- _Extracted entries_:
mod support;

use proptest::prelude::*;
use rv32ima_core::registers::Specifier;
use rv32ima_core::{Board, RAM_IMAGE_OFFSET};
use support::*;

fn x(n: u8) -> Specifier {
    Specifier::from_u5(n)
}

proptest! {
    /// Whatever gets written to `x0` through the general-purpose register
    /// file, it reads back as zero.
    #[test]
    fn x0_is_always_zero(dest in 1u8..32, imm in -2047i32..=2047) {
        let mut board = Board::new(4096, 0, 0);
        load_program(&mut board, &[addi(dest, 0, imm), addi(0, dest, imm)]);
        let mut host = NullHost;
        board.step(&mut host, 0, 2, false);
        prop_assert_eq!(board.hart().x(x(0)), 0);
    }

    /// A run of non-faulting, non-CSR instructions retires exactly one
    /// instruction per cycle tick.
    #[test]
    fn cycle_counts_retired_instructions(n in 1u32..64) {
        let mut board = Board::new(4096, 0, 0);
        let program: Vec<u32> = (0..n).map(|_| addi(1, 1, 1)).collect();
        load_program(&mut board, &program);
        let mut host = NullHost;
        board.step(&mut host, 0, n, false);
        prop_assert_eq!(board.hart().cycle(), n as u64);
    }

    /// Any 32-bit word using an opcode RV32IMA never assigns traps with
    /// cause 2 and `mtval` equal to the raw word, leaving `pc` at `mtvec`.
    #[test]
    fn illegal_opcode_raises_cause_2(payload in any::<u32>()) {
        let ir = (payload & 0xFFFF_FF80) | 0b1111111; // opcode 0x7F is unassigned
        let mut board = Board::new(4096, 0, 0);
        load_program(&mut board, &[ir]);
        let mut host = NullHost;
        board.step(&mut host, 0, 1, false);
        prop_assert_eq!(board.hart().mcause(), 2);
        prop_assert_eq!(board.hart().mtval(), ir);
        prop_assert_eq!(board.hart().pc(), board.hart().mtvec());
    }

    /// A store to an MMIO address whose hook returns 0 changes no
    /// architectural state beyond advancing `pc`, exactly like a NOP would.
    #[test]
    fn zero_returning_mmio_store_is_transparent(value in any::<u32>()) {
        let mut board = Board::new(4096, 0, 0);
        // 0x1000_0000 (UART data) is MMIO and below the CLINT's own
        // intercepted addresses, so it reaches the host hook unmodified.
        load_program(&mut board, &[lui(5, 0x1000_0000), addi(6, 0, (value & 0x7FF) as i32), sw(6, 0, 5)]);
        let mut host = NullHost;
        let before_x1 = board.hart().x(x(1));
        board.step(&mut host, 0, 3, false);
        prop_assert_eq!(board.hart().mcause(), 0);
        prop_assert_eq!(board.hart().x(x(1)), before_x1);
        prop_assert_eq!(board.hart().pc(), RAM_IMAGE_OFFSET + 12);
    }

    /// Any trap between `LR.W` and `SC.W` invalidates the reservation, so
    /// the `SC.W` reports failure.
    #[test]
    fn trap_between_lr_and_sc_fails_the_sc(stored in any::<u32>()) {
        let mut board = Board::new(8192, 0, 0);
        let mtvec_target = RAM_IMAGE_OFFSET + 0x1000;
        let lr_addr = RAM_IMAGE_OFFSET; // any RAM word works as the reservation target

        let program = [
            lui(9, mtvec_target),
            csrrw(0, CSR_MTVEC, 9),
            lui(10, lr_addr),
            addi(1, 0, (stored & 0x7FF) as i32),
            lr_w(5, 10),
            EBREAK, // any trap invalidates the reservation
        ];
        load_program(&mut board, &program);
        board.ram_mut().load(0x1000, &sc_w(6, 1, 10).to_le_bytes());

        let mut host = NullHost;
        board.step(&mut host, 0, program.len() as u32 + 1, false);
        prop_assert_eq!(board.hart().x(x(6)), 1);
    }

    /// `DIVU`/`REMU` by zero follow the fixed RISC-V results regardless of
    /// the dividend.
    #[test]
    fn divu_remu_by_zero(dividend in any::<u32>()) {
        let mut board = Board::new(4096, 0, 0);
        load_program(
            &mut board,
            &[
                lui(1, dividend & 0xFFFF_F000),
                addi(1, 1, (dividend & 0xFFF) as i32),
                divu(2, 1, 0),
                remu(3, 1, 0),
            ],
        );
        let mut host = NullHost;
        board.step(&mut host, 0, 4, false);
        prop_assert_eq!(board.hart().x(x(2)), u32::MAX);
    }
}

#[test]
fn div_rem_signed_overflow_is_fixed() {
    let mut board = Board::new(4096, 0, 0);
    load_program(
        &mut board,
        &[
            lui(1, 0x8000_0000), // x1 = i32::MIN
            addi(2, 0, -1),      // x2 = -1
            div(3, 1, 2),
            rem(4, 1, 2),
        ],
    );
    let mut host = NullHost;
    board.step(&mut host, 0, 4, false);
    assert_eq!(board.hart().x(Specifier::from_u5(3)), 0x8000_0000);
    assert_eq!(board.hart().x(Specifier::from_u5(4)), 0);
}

- _What you should do_:
Return all of the material above exactly as it stands.

- _Task solution_:
mod support;

use proptest::prelude::*;
use rv32ima_core::registers::Specifier;
use rv32ima_core::{Board, RAM_IMAGE_OFFSET};
use support::*;

fn x(n: u8) -> Specifier {
    Specifier::from_u5(n)
}

proptest! {
    /// Whatever gets written to `x0` through the general-purpose register
    /// file, it reads back as zero.
    #[test]
    fn x0_is_always_zero(dest in 1u8..32, imm in -2047i32..=2047) {
        let mut board = Board::new(4096, 0, 0);
        load_program(&mut board, &[addi(dest, 0, imm), addi(0, dest, imm)]);
        let mut host = NullHost;
        board.step(&mut host, 0, 2, false);
        prop_assert_eq!(board.hart().x(x(0)), 0);
    }

    /// A run of non-faulting, non-CSR instructions retires exactly one
    /// instruction per cycle tick.
    #[test]
    fn cycle_counts_retired_instructions(n in 1u32..64) {
        let mut board = Board::new(4096, 0, 0);
        let program: Vec<u32> = (0..n).map(|_| addi(1, 1, 1)).collect();
        load_program(&mut board, &program);
        let mut host = NullHost;
        board.step(&mut host, 0, n, false);
        prop_assert_eq!(board.hart().cycle(), n as u64);
    }

    /// Any 32-bit word using an opcode RV32IMA never assigns traps with
    /// cause 2 and `mtval` equal to the raw word, leaving `pc` at `mtvec`.
    #[test]
    fn illegal_opcode_raises_cause_2(payload in any::<u32>()) {
        let ir = (payload & 0xFFFF_FF80) | 0b1111111; // opcode 0x7F is unassigned
        let mut board = Board::new(4096, 0, 0);
        load_program(&mut board, &[ir]);
        let mut host = NullHost;
        board.step(&mut host, 0, 1, false);
        prop_assert_eq!(board.hart().mcause(), 2);
        prop_assert_eq!(board.hart().mtval(), ir);
        prop_assert_eq!(board.hart().pc(), board.hart().mtvec());
    }

    /// A store to an MMIO address whose hook returns 0 changes no
    /// architectural state beyond advancing `pc`, exactly like a NOP would.
    #[test]
    fn zero_returning_mmio_store_is_transparent(value in any::<u32>()) {
        let mut board = Board::new(4096, 0, 0);
        // 0x1000_0000 (UART data) is MMIO and below the CLINT's own
        // intercepted addresses, so it reaches the host hook unmodified.
        load_program(&mut board, &[lui(5, 0x1000_0000), addi(6, 0, (value & 0x7FF) as i32), sw(6, 0, 5)]);
        let mut host = NullHost;
        let before_x1 = board.hart().x(x(1));
        board.step(&mut host, 0, 3, false);
        prop_assert_eq!(board.hart().mcause(), 0);
        prop_assert_eq!(board.hart().x(x(1)), before_x1);
        prop_assert_eq!(board.hart().pc(), RAM_IMAGE_OFFSET + 12);
    }

    /// Any trap between `LR.W` and `SC.W` invalidates the reservation, so
    /// the `SC.W` reports failure.
    #[test]
    fn trap_between_lr_and_sc_fails_the_sc(stored in any::<u32>()) {
        let mut board = Board::new(8192, 0, 0);
        let mtvec_target = RAM_IMAGE_OFFSET + 0x1000;
        let lr_addr = RAM_IMAGE_OFFSET; // any RAM word works as the reservation target

        let program = [
            lui(9, mtvec_target),
            csrrw(0, CSR_MTVEC, 9),
            lui(10, lr_addr),
            addi(1, 0, (stored & 0x7FF) as i32),
            lr_w(5, 10),
            EBREAK, // any trap invalidates the reservation
        ];
        load_program(&mut board, &program);
        board.ram_mut().load(0x1000, &sc_w(6, 1, 10).to_le_bytes());

        let mut host = NullHost;
        board.step(&mut host, 0, program.len() as u32 + 1, false);
        prop_assert_eq!(board.hart().x(x(6)), 1);
    }

    /// `DIVU`/`REMU` by zero follow the fixed RISC-V results regardless of
    /// the dividend.
    #[test]
    fn divu_remu_by_zero(dividend in any::<u32>()) {
        let mut board = Board::new(4096, 0, 0);
        load_program(
            &mut board,
            &[
                lui(1, dividend & 0xFFFF_F000),
                addi(1, 1, (dividend & 0xFFF) as i32),
                divu(2, 1, 0),
                remu(3, 1, 0),
            ],
        );
        let mut host = NullHost;
        board.step(&mut host, 0, 4, false);
        prop_assert_eq!(board.hart().x(x(2)), u32::MAX);
    }
}

#[test]
fn div_rem_signed_overflow_is_fixed() {
    let mut board = Board::new(4096, 0, 0);
    load_program(
        &mut board,
        &[
            lui(1, 0x8000_0000), // x1 = i32::MIN
            addi(2, 0, -1),      // x2 = -1
            div(3, 1, 2),
            rem(4, 1, 2),
        ],
    );
    let mut host = NullHost;
    board.step(&mut host, 0, 4, false);
    assert_eq!(board.hart().x(Specifier::from_u5(3)), 0x8000_0000);
    assert_eq!(board.hart().x(Specifier::from_u5(4)), 0);
}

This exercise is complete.